### The data:
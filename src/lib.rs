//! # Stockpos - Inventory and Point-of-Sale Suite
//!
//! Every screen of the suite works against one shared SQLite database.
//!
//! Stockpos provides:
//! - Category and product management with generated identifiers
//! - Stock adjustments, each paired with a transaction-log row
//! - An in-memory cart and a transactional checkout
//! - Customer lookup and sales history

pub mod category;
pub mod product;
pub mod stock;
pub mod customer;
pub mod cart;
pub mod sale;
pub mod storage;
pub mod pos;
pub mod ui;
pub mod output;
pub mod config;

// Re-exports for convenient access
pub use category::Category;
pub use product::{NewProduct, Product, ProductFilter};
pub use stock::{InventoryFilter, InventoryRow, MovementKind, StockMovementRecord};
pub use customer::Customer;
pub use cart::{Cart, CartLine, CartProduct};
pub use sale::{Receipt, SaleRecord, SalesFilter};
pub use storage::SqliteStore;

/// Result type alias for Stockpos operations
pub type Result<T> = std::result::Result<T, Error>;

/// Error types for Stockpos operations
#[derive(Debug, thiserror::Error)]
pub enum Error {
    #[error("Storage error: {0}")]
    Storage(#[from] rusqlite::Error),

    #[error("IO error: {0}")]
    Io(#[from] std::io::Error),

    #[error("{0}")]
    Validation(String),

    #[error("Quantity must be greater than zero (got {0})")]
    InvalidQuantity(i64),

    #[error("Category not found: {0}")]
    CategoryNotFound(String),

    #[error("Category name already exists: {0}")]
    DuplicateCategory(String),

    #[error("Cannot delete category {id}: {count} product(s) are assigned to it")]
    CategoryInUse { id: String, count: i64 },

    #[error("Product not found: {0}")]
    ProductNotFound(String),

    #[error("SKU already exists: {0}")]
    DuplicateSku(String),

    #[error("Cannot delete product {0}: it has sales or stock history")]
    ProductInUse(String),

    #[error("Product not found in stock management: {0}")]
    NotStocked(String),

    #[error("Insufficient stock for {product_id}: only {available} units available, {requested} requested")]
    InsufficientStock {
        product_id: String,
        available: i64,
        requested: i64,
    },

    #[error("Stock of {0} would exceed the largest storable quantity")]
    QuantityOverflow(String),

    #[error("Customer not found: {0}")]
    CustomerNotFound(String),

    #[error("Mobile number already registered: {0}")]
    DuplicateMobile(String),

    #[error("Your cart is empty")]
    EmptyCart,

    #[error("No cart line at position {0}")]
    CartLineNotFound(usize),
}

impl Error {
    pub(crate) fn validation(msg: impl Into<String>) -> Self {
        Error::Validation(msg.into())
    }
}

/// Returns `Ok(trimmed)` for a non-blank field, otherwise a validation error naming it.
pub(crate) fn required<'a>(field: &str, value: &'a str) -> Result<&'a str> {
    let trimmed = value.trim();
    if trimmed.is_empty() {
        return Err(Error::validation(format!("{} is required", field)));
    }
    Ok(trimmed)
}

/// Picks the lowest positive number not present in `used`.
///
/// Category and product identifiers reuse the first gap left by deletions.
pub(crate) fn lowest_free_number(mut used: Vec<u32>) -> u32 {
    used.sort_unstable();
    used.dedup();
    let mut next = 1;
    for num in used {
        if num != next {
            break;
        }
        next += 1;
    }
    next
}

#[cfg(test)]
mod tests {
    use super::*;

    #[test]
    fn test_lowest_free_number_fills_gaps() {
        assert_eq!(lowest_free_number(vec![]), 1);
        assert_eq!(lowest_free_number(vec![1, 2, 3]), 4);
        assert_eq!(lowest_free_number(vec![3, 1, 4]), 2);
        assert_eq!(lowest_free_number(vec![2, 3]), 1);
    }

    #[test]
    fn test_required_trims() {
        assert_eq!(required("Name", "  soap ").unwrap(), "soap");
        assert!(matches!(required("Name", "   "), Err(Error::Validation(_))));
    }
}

* * *

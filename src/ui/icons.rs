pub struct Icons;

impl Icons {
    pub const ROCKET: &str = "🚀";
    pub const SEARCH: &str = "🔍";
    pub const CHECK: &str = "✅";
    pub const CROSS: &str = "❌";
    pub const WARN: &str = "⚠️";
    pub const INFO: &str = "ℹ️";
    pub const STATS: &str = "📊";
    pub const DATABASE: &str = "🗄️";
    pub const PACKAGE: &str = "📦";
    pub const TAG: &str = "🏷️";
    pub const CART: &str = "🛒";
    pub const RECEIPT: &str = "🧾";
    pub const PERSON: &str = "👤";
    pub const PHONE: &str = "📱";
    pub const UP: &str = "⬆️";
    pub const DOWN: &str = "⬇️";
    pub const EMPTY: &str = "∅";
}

### What needs to be done:
Check the data for the word "from" and pull out the lines that have it.

### Finished task:
    Storage(#[from] rusqlite::Error),
    Io(#[from] std::io::Error),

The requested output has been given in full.